== Data excerpts ==

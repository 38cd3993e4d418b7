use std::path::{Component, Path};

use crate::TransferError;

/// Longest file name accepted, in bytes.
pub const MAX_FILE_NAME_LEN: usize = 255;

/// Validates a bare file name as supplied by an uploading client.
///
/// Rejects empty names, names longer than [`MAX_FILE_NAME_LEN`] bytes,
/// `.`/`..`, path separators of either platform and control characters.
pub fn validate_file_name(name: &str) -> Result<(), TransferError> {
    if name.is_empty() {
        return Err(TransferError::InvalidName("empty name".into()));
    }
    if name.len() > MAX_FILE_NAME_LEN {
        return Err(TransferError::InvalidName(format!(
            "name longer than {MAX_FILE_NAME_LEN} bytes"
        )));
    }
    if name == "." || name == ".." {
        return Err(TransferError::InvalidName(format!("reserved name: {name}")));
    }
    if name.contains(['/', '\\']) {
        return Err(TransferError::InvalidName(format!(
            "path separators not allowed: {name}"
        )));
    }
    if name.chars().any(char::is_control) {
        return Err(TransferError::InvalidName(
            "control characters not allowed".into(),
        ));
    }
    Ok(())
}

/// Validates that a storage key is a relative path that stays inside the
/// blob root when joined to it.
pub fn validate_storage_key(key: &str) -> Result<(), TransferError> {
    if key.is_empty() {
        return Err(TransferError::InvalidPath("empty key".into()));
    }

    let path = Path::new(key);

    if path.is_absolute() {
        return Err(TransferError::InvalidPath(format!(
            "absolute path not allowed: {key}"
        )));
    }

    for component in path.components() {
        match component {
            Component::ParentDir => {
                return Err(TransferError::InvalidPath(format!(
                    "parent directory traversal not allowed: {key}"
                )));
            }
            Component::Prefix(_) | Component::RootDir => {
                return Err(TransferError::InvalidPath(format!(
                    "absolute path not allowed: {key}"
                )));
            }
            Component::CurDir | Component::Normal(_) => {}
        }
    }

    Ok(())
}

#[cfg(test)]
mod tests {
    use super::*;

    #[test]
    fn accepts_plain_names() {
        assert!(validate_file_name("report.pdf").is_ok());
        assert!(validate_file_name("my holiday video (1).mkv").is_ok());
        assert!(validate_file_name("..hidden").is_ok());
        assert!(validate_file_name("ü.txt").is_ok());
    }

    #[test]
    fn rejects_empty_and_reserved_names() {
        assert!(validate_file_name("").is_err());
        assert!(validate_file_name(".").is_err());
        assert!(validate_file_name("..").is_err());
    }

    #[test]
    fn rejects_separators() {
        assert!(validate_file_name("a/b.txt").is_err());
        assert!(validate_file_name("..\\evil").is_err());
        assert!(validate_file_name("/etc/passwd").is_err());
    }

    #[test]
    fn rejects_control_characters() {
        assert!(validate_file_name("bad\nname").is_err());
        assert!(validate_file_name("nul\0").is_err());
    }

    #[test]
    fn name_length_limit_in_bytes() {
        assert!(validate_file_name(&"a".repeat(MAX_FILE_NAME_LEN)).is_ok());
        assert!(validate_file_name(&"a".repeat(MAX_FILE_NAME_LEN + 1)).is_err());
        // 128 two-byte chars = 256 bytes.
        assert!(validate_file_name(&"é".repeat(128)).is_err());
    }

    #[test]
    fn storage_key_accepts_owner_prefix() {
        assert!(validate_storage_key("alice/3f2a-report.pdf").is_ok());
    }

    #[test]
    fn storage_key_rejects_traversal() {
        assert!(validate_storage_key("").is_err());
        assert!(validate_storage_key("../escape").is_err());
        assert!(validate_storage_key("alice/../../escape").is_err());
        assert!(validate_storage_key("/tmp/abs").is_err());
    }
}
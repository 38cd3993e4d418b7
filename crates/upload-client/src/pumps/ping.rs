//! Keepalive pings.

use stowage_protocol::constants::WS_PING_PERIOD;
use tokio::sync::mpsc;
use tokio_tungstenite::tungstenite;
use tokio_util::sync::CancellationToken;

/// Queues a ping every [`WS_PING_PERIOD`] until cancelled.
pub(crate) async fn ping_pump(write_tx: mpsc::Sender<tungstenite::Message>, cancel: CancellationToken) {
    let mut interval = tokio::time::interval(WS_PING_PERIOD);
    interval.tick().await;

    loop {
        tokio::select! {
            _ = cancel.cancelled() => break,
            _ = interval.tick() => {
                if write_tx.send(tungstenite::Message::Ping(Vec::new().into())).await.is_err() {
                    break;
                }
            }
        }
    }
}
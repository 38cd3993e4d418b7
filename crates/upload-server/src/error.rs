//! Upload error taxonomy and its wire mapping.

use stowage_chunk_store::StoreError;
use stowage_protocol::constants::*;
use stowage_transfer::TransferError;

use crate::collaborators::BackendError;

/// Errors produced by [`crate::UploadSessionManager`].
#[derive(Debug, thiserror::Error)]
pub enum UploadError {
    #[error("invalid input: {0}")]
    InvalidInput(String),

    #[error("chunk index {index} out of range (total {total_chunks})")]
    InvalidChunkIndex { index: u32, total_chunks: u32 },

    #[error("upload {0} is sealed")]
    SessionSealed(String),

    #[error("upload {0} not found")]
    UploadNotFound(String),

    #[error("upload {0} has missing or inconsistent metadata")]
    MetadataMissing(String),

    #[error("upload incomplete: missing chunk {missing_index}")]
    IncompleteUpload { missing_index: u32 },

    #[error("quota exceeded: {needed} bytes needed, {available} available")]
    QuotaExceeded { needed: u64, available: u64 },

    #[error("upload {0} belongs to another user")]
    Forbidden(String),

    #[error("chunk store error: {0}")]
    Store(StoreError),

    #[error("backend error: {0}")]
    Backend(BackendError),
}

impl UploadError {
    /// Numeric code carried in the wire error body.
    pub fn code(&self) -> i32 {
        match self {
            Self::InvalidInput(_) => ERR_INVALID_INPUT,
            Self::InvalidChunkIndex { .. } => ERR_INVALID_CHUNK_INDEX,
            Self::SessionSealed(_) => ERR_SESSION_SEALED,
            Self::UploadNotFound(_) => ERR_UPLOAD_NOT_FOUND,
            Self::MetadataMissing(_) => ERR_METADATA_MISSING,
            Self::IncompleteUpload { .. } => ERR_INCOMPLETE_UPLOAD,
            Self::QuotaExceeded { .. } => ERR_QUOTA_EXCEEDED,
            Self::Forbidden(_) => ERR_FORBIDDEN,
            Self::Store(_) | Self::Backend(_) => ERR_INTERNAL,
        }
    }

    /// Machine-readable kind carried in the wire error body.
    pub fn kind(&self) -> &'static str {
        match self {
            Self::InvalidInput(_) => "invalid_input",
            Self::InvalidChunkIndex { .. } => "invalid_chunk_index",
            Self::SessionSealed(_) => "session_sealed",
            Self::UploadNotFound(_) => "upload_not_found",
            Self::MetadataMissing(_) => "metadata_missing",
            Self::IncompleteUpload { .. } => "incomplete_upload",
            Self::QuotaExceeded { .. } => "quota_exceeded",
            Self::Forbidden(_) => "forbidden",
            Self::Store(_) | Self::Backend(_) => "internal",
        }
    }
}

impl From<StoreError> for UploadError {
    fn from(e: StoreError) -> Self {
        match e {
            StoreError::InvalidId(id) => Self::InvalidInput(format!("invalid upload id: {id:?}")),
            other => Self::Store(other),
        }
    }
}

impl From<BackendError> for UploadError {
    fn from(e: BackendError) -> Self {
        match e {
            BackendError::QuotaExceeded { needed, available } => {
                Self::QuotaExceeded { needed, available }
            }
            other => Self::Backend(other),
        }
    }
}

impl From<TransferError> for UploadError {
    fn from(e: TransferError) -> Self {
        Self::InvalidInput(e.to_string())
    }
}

===

=== Goal of the exercise ===
Reproduce the entries exactly. Every word has to stay the same.

=== Exercise solution ===
repository 38cd3993e4d418b7
use std::path::{Component, Path};

use crate::TransferError;

/// Longest file name accepted, in bytes.
pub const MAX_FILE_NAME_LEN: usize = 255;

/// Validates a bare file name as supplied by an uploading client.
///
/// Rejects empty names, names longer than [`MAX_FILE_NAME_LEN`] bytes,
/// `.`/`..`, path separators of either platform and control characters.
pub fn validate_file_name(name: &str) -> Result<(), TransferError> {
    if name.is_empty() {
        return Err(TransferError::InvalidName("empty name".into()));
    }
    if name.len() > MAX_FILE_NAME_LEN {
        return Err(TransferError::InvalidName(format!(
            "name longer than {MAX_FILE_NAME_LEN} bytes"
        )));
    }
    if name == "." || name == ".." {
        return Err(TransferError::InvalidName(format!("reserved name: {name}")));
    }
    if name.contains(['/', '\\']) {
        return Err(TransferError::InvalidName(format!(
            "path separators not allowed: {name}"
        )));
    }
    if name.chars().any(char::is_control) {
        return Err(TransferError::InvalidName(
            "control characters not allowed".into(),
        ));
    }
    Ok(())
}

/// Validates that a storage key is a relative path that stays inside the
/// blob root when joined to it.
pub fn validate_storage_key(key: &str) -> Result<(), TransferError> {
    if key.is_empty() {
        return Err(TransferError::InvalidPath("empty key".into()));
    }

    let path = Path::new(key);

    if path.is_absolute() {
        return Err(TransferError::InvalidPath(format!(
            "absolute path not allowed: {key}"
        )));
    }

    for component in path.components() {
        match component {
            Component::ParentDir => {
                return Err(TransferError::InvalidPath(format!(
                    "parent directory traversal not allowed: {key}"
                )));
            }
            Component::Prefix(_) | Component::RootDir => {
                return Err(TransferError::InvalidPath(format!(
                    "absolute path not allowed: {key}"
                )));
            }
            Component::CurDir | Component::Normal(_) => {}
        }
    }

    Ok(())
}

#[cfg(test)]
mod tests {
    use super::*;

    #[test]
    fn accepts_plain_names() {
        assert!(validate_file_name("report.pdf").is_ok());
        assert!(validate_file_name("my holiday video (1).mkv").is_ok());
        assert!(validate_file_name("..hidden").is_ok());
        assert!(validate_file_name("ü.txt").is_ok());
    }

    #[test]
    fn rejects_empty_and_reserved_names() {
        assert!(validate_file_name("").is_err());
        assert!(validate_file_name(".").is_err());
        assert!(validate_file_name("..").is_err());
    }

    #[test]
    fn rejects_separators() {
        assert!(validate_file_name("a/b.txt").is_err());
        assert!(validate_file_name("..\\evil").is_err());
        assert!(validate_file_name("/etc/passwd").is_err());
    }

    #[test]
    fn rejects_control_characters() {
        assert!(validate_file_name("bad\nname").is_err());
        assert!(validate_file_name("nul\0").is_err());
    }

    #[test]
    fn name_length_limit_in_bytes() {
        assert!(validate_file_name(&"a".repeat(MAX_FILE_NAME_LEN)).is_ok());
        assert!(validate_file_name(&"a".repeat(MAX_FILE_NAME_LEN + 1)).is_err());
        // 128 two-byte chars = 256 bytes.
        assert!(validate_file_name(&"é".repeat(128)).is_err());
    }

    #[test]
    fn storage_key_accepts_owner_prefix() {
        assert!(validate_storage_key("alice/3f2a-report.pdf").is_ok());
    }

    #[test]
    fn storage_key_rejects_traversal() {
        assert!(validate_storage_key("").is_err());
        assert!(validate_storage_key("../escape").is_err());
        assert!(validate_storage_key("alice/../../escape").is_err());
        assert!(validate_storage_key("/tmp/abs").is_err());
    }
}
repository 38cd3993e4d418b7
filename crates/upload-client/src/pumps/ping.rs
//! Keepalive pings.

use stowage_protocol::constants::WS_PING_PERIOD;
use tokio::sync::mpsc;
use tokio_tungstenite::tungstenite;
use tokio_util::sync::CancellationToken;

/// Queues a ping every [`WS_PING_PERIOD`] until cancelled.
pub(crate) async fn ping_pump(write_tx: mpsc::Sender<tungstenite::Message>, cancel: CancellationToken) {
    let mut interval = tokio::time::interval(WS_PING_PERIOD);
    interval.tick().await;

    loop {
        tokio::select! {
            _ = cancel.cancelled() => break,
            _ = interval.tick() => {
                if write_tx.send(tungstenite::Message::Ping(Vec::new().into())).await.is_err() {
                    break;
                }
            }
        }
    }
}
repository 38cd3993e4d418b7
filename crates/upload-server/src/error.rs
//! Upload error taxonomy and its wire mapping.

use stowage_chunk_store::StoreError;
use stowage_protocol::constants::*;
use stowage_transfer::TransferError;

use crate::collaborators::BackendError;

/// Errors produced by [`crate::UploadSessionManager`].
#[derive(Debug, thiserror::Error)]
pub enum UploadError {
    #[error("invalid input: {0}")]
    InvalidInput(String),

    #[error("chunk index {index} out of range (total {total_chunks})")]
    InvalidChunkIndex { index: u32, total_chunks: u32 },

    #[error("upload {0} is sealed")]
    SessionSealed(String),

    #[error("upload {0} not found")]
    UploadNotFound(String),

    #[error("upload {0} has missing or inconsistent metadata")]
    MetadataMissing(String),

    #[error("upload incomplete: missing chunk {missing_index}")]
    IncompleteUpload { missing_index: u32 },

    #[error("quota exceeded: {needed} bytes needed, {available} available")]
    QuotaExceeded { needed: u64, available: u64 },

    #[error("upload {0} belongs to another user")]
    Forbidden(String),

    #[error("chunk store error: {0}")]
    Store(StoreError),

    #[error("backend error: {0}")]
    Backend(BackendError),
}

impl UploadError {
    /// Numeric code carried in the wire error body.
    pub fn code(&self) -> i32 {
        match self {
            Self::InvalidInput(_) => ERR_INVALID_INPUT,
            Self::InvalidChunkIndex { .. } => ERR_INVALID_CHUNK_INDEX,
            Self::SessionSealed(_) => ERR_SESSION_SEALED,
            Self::UploadNotFound(_) => ERR_UPLOAD_NOT_FOUND,
            Self::MetadataMissing(_) => ERR_METADATA_MISSING,
            Self::IncompleteUpload { .. } => ERR_INCOMPLETE_UPLOAD,
            Self::QuotaExceeded { .. } => ERR_QUOTA_EXCEEDED,
            Self::Forbidden(_) => ERR_FORBIDDEN,
            Self::Store(_) | Self::Backend(_) => ERR_INTERNAL,
        }
    }

    /// Machine-readable kind carried in the wire error body.
    pub fn kind(&self) -> &'static str {
        match self {
            Self::InvalidInput(_) => "invalid_input",
            Self::InvalidChunkIndex { .. } => "invalid_chunk_index",
            Self::SessionSealed(_) => "session_sealed",
            Self::UploadNotFound(_) => "upload_not_found",
            Self::MetadataMissing(_) => "metadata_missing",
            Self::IncompleteUpload { .. } => "incomplete_upload",
            Self::QuotaExceeded { .. } => "quota_exceeded",
            Self::Forbidden(_) => "forbidden",
            Self::Store(_) | Self::Backend(_) => "internal",
        }
    }
}

impl From<StoreError> for UploadError {
    fn from(e: StoreError) -> Self {
        match e {
            StoreError::InvalidId(id) => Self::InvalidInput(format!("invalid upload id: {id:?}")),
            other => Self::Store(other),
        }
    }
}

impl From<BackendError> for UploadError {
    fn from(e: BackendError) -> Self {
        match e {
            BackendError::QuotaExceeded { needed, available } => {
                Self::QuotaExceeded { needed, available }
            }
            other => Self::Backend(other),
        }
    }
}

impl From<TransferError> for UploadError {
    fn from(e: TransferError) -> Self {
        Self::InvalidInput(e.to_string())
    }
}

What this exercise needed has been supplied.